What lines below contain the word "opaque"? Please pull each one out.

◆ **Material for the task**:
##############################

//! Axum route handlers for the payment API.
//!
//! Thin HTTP shims over the core: every status observation — webhook or
//! poll — funnels into the same reconciler, and the webhook handler
//! touches no state before the signature verifier has accepted the
//! request.

use std::fmt;
use std::sync::Arc;

use axum::Json;
use axum::body::Bytes;
use axum::extract::{Path, State};
use axum::http::{HeaderMap, StatusCode};
use payrec::error::PayError;
use payrec::invoice::InvoiceFactory;
use payrec::provider::{InvoiceRequest, ProviderAdapter};
use payrec::reconcile::Reconciler;
use payrec::record::{
    NotificationSource, OwnerRef, PaymentId, PaymentRecord, PaymentStatus, Purpose,
};
use payrec::store::LedgerStore;
use payrec::timestamp::UnixTimestamp;
use payrec::verify::SignatureVerifier;
use rust_decimal::Decimal;
use serde::{Deserialize, Serialize};

use crate::error::ApiError;

/// Shared application state.
#[derive(Clone)]
pub struct AppState {
    /// Payment ledger.
    pub store: Arc<LedgerStore>,
    /// Invoice creation path.
    pub factory: Arc<InvoiceFactory>,
    /// The single reconciliation path.
    pub reconciler: Arc<Reconciler>,
    /// Configured provider.
    pub adapter: Arc<dyn ProviderAdapter>,
    /// Webhook authentication boundary.
    pub verifier: Arc<SignatureVerifier>,
}

impl fmt::Debug for AppState {
    fn fmt(&self, f: &mut fmt::Formatter<'_>) -> fmt::Result {
        f.debug_struct("AppState")
            .field("provider", &self.adapter.name())
            .field("records", &self.store.len())
            .finish()
    }
}

/// `POST /payments` body.
#[derive(Debug, Deserialize)]
#[serde(rename_all = "camelCase")]
pub struct CreatePaymentRequest {
    /// Beneficiary reference, opaque to the core.
    pub owner_ref: String,
    /// Purpose tag, opaque to the core.
    pub purpose: String,
    /// Fiat amount to collect.
    pub fiat_amount: Decimal,
    /// Fiat currency.
    pub currency: String,
}
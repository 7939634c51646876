//! The single reconciliation path shared by webhook pushes, client
//! polling and the expiry sweeper.
//!
//! Every status observation, whatever its source, funnels through
//! [`Reconciler::reconcile`]. Duplicates, replays, out-of-order arrivals
//! and races all collapse into the same rule: the record's per-record
//! lock is taken, the stored status is re-checked under it, and a
//! terminal state is written at most once. The loser of any race
//! observes the winner's terminal state and becomes a no-op, never an
//! error.

use std::sync::Arc;

use rust_decimal::Decimal;
use tokio::sync::broadcast;

use crate::applier::LedgerApplier;
use crate::error::PayError;
use crate::events::PaymentEvent;
use crate::provider::{ProviderAdapter, ProviderStatus};
use crate::record::{NotificationSource, PaymentRecord, PaymentStatus};
use crate::store::LedgerStore;
use crate::timestamp::UnixTimestamp;

/// What a reconcile call did.
#[derive(Debug, Clone, Copy, PartialEq, Eq)]
pub enum ReconcileOutcome {
    /// The record was already terminal. Duplicate and replayed
    /// notifications land here, as does the loser of a transition race.
    AlreadySettled(PaymentStatus),
    /// The observation did not advance the record: unknown provider
    /// vocabulary, or a repeat of the current non-terminal state.
    NoChange(PaymentStatus),
    /// Moved forward to a non-terminal state.
    Progressed(PaymentStatus),
    /// Won the transition into a terminal state.
    Settled {
        /// The terminal state written.
        status: PaymentStatus,
        /// Whether the effect ran and was recorded. `false` means the
        /// effect failed and the record awaits the repair sweep.
        effect_applied: bool,
    },
}

/// Drives the payment state machine and triggers the ledger applier
/// exactly once per `paid` settlement.
#[derive(Debug)]
pub struct Reconciler {
    store: Arc<LedgerStore>,
    applier: LedgerApplier,
    events: broadcast::Sender<PaymentEvent>,
}

impl Reconciler {
    /// Creates a reconciler over the ledger.
    #[must_use]
    pub fn new(
        store: Arc<LedgerStore>,
        applier: LedgerApplier,
        events: broadcast::Sender<PaymentEvent>,
    ) -> Self {
        Self {
            store,
            applier,
            events,
        }
    }

    /// Attempts a status transition for one observation.
    ///
    /// `observed_amount`, when the notification reports one, is checked
    /// against the frozen settlement amount: an underpaid or
    /// wrong-currency `paid` observation settles as `failed` rather than
    /// silently crediting short funds.
    ///
    /// # Errors
    ///
    /// [`PayError::NotFound`] for an unknown track id (notifications
    /// never create records). State-machine no-ops are outcomes, not
    /// errors.
    pub async fn reconcile(
        &self,
        adapter: &dyn ProviderAdapter,
        external_track_id: &str,
        observed: &ProviderStatus,
        observed_amount: Option<(Decimal, String)>,
        source: NotificationSource,
    ) -> Result<ReconcileOutcome, PayError> {
        let slot = self
            .store
            .entry(external_track_id)
            .ok_or_else(|| PayError::NotFound(external_track_id.to_owned()))?;
        let mut record = slot.lock().await;

        // The compare-and-set: the stored status is re-read under the
        // per-record lock, so a concurrent webhook/poll/sweep that won
        // first is visible here and this call degrades to a no-op.
        if record.status.is_terminal() {
            tracing::debug!(
                id = %record.id,
                status = %record.status,
                %source,
                "notification for settled payment ignored"
            );
            return Ok(ReconcileOutcome::AlreadySettled(record.status));
        }

        let Some(mut target) = adapter.map_status(observed) else {
            tracing::warn!(
                id = %record.id,
                provider = adapter.name(),
                raw = %observed,
                %source,
                "unrecognized provider status; not advancing"
            );
            return Ok(ReconcileOutcome::NoChange(record.status));
        };

        if target == PaymentStatus::Paid {
            if let Some((amount, currency)) = &observed_amount {
                // Providers are inconsistent about symbol casing.
                if !currency.eq_ignore_ascii_case(&record.settlement_currency)
                    || *amount < record.settlement_amount
                {
                    tracing::warn!(
                        id = %record.id,
                        observed_amount = %amount,
                        observed_currency = %currency,
                        expected_amount = %record.settlement_amount,
                        expected_currency = %record.settlement_currency,
                        "settlement mismatch; failing payment"
                    );
                    target = PaymentStatus::Failed;
                }
            }
        }

        match target {
            // Adapters must not map to pending; treat it as no movement.
            PaymentStatus::Pending => Ok(ReconcileOutcome::NoChange(record.status)),
            PaymentStatus::Waiting => {
                let moved = record.status != PaymentStatus::Waiting;
                record.status = PaymentStatus::Waiting;
                record.last_notification_source = Some(source);
                self.store.commit(&record)?;
                if moved {
                    tracing::debug!(id = %record.id, %source, "payment waiting for funds");
                    Ok(ReconcileOutcome::Progressed(PaymentStatus::Waiting))
                } else {
                    Ok(ReconcileOutcome::NoChange(PaymentStatus::Waiting))
                }
            }
            terminal => self.settle(&mut record, terminal, source).await,
        }
    }

    /// Expires overdue non-terminal records through the same
    /// compare-and-set path as any other terminal transition, so a
    /// `paid` notification that won first stays won. Returns how many
    /// records expired.
    ///
    /// # Errors
    ///
    /// Fails only on journal errors; individual records that are
    /// terminal or not yet due are skipped silently.
    pub async fn expire_due(&self, now: UnixTimestamp) -> Result<usize, PayError> {
        let mut expired = 0;
        for track in self.store.track_ids() {
            let Some(slot) = self.store.entry(&track) else {
                continue;
            };
            let mut record = slot.lock().await;
            if !record.is_overdue(now) {
                continue;
            }
            self.settle(&mut record, PaymentStatus::Expired, NotificationSource::Sweep)
                .await?;
            expired += 1;
        }
        Ok(expired)
    }

    /// Re-runs the effect for records stuck `paid` with an unapplied
    /// effect (the applier failed or the process crashed between the two
    /// writes). The one sanctioned revisit of a terminal state. Returns
    /// how many records were repaired.
    pub async fn repair_unapplied(&self) -> usize {
        let mut repaired = 0;
        for track in self.store.track_ids() {
            let Some(slot) = self.store.entry(&track) else {
                continue;
            };
            let mut record = slot.lock().await;
            if record.status != PaymentStatus::Paid || record.effect_applied {
                continue;
            }
            tracing::warn!(id = %record.id, "repairing paid record with unapplied effect");
            if self.applier.apply(&mut record).await.is_ok()
                && self.store.commit(&record).is_ok()
            {
                repaired += 1;
            }
        }
        repaired
    }

    /// Commits a terminal transition. The caller holds the record lock
    /// and has verified the record is non-terminal.
    async fn settle(
        &self,
        record: &mut PaymentRecord,
        status: PaymentStatus,
        source: NotificationSource,
    ) -> Result<ReconcileOutcome, PayError> {
        record.status = status;
        record.settled_at = Some(UnixTimestamp::now());
        record.last_notification_source = Some(source);
        // The terminal status is durable before the effect runs; a crash
        // here leaves `paid && !effect_applied` for the repair sweep.
        self.store.commit(record)?;
        tracing::info!(
            id = %record.id,
            track = %record.external_track_id,
            %status,
            %source,
            "payment settled"
        );

        let mut effect_applied = record.effect_applied;
        if status == PaymentStatus::Paid {
            // Still inside the per-record critical section: no second
            // caller can observe `paid` with an unapplied effect for
            // longer than the applier's own run.
            match self.applier.apply(record).await {
                Ok(()) => {
                    self.store.commit(record)?;
                    effect_applied = true;
                }
                Err(err) => {
                    tracing::error!(id = %record.id, %err, "effect deferred to repair sweep");
                    effect_applied = false;
                }
            }
        }

        let _ = self.events.send(PaymentEvent {
            id: record.id.clone(),
            external_track_id: record.external_track_id.clone(),
            status,
            source,
        });

        Ok(ReconcileOutcome::Settled {
            status,
            effect_applied,
        })
    }
}
//! Environment configuration for the payment server.
//!
//! All configuration comes from the process environment (a `.env` file
//! is loaded first via `dotenvy` in `main`):
//!
//! - `PROVIDER_API_KEY` — merchant key for outbound provider calls (required)
//! - `PROVIDER_WEBHOOK_SECRET` — inbound webhook HMAC secret; may differ
//!   from the API key (required)
//! - `PRICE_SOURCE_URL` — fiat price endpoint (required)
//! - `PROVIDER_BASE_URL` — provider API base (default `https://api.oxapay.com/`)
//! - `SETTLEMENT_CURRENCY` — invoice settlement currency (default `ETH`)
//! - `CALLBACK_URL` — public webhook URL registered with each invoice
//! - `PAYMENT_TTL_SECONDS` — invoice lifetime (default `1800`)
//! - `SWEEP_INTERVAL_SECONDS` — expiry/repair sweep cadence (default `30`)
//! - `LEDGER_PATH` — journal file; unset means in-memory only
//! - `HOST` / `PORT` — bind address (default `0.0.0.0:8080`)

use std::net::IpAddr;
use std::path::PathBuf;

use url::Url;

/// Errors raised while reading the environment.
#[derive(Debug, thiserror::Error)]
pub enum ConfigError {
    /// A required variable is absent.
    #[error("missing required environment variable {0}")]
    Missing(&'static str),

    /// A variable is present but unparseable.
    #[error("invalid value for {name}: {message}")]
    Invalid {
        /// Variable name.
        name: &'static str,
        /// What went wrong.
        message: String,
    },
}

/// Server configuration, read once at startup.
#[derive(Debug, Clone)]
pub struct ServerConfig {
    /// Bind address.
    pub host: IpAddr,
    /// Bind port.
    pub port: u16,
    /// Merchant API key for outbound provider calls.
    pub provider_api_key: String,
    /// Inbound webhook HMAC secret.
    pub provider_webhook_secret: String,
    /// Provider API base URL.
    pub provider_base_url: Url,
    /// Fiat price endpoint.
    pub price_source_url: Url,
    /// Settlement currency for new invoices.
    pub settlement_currency: String,
    /// Public webhook URL registered with each invoice.
    pub callback_url: Option<String>,
    /// Invoice TTL in seconds.
    pub payment_ttl_secs: u64,
    /// Sweep cadence in seconds.
    pub sweep_interval_secs: u64,
    /// Ledger journal path; `None` means in-memory only.
    pub ledger_path: Option<PathBuf>,
}

const DEFAULT_PROVIDER_BASE: &str = "https://api.oxapay.com/";

impl ServerConfig {
    /// Reads configuration from the process environment.
    ///
    /// # Errors
    ///
    /// [`ConfigError`] when a required variable is missing or a value
    /// does not parse.
    pub fn from_env() -> Result<Self, ConfigError> {
        Self::from_lookup(|name| std::env::var(name).ok())
    }

    /// Reads configuration through an arbitrary lookup function.
    ///
    /// # Errors
    ///
    /// Same as [`Self::from_env`].
    pub fn from_lookup(lookup: impl Fn(&str) -> Option<String>) -> Result<Self, ConfigError> {
        let required = |name: &'static str| -> Result<String, ConfigError> {
            lookup(name)
                .filter(|v| !v.trim().is_empty())
                .ok_or(ConfigError::Missing(name))
        };

        let host = parse_or(&lookup, "HOST", IpAddr::from([0, 0, 0, 0]))?;
        let port = parse_or(&lookup, "PORT", 8080_u16)?;
        let payment_ttl_secs = parse_or(&lookup, "PAYMENT_TTL_SECONDS", 1800_u64)?;
        let sweep_interval_secs = parse_or(&lookup, "SWEEP_INTERVAL_SECONDS", 30_u64)?;

        let provider_base_url = parse_url(
            "PROVIDER_BASE_URL",
            &lookup("PROVIDER_BASE_URL").unwrap_or_else(|| DEFAULT_PROVIDER_BASE.to_owned()),
        )?;
        let price_source_url = parse_url("PRICE_SOURCE_URL", &required("PRICE_SOURCE_URL")?)?;

        Ok(Self {
            host,
            port,
            provider_api_key: required("PROVIDER_API_KEY")?,
            provider_webhook_secret: required("PROVIDER_WEBHOOK_SECRET")?,
            provider_base_url,
            price_source_url,
            settlement_currency: lookup("SETTLEMENT_CURRENCY")
                .filter(|v| !v.trim().is_empty())
                .unwrap_or_else(|| "ETH".to_owned()),
            callback_url: lookup("CALLBACK_URL").filter(|v| !v.trim().is_empty()),
            payment_ttl_secs,
            sweep_interval_secs,
            ledger_path: lookup("LEDGER_PATH")
                .filter(|v| !v.trim().is_empty())
                .map(PathBuf::from),
        })
    }
}

fn parse_or<T: std::str::FromStr>(
    lookup: impl Fn(&str) -> Option<String>,
    name: &'static str,
    default: T,
) -> Result<T, ConfigError>
where
    T::Err: std::fmt::Display,
{
    match lookup(name) {
        None => Ok(default),
        Some(raw) => raw.parse().map_err(|err: T::Err| ConfigError::Invalid {
            name,
            message: err.to_string(),
        }),
    }
}

fn parse_url(name: &'static str, raw: &str) -> Result<Url, ConfigError> {
    raw.parse().map_err(|err: url::ParseError| ConfigError::Invalid {
        name,
        message: err.to_string(),
    })
}
//! HTTP server wiring for the payrec reconciliation core.
//!
//! The binary in `main.rs` reads [`config::ServerConfig`] from the
//! environment, wires the OxaPay adapter and ledger into
//! [`handlers::AppState`], and serves [`handlers::payment_router`].

pub mod config;
pub mod error;
pub mod handlers;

##############################

◆ **Worked solution**:
    /// Beneficiary reference, opaque to the core.
    /// Purpose tag, opaque to the core.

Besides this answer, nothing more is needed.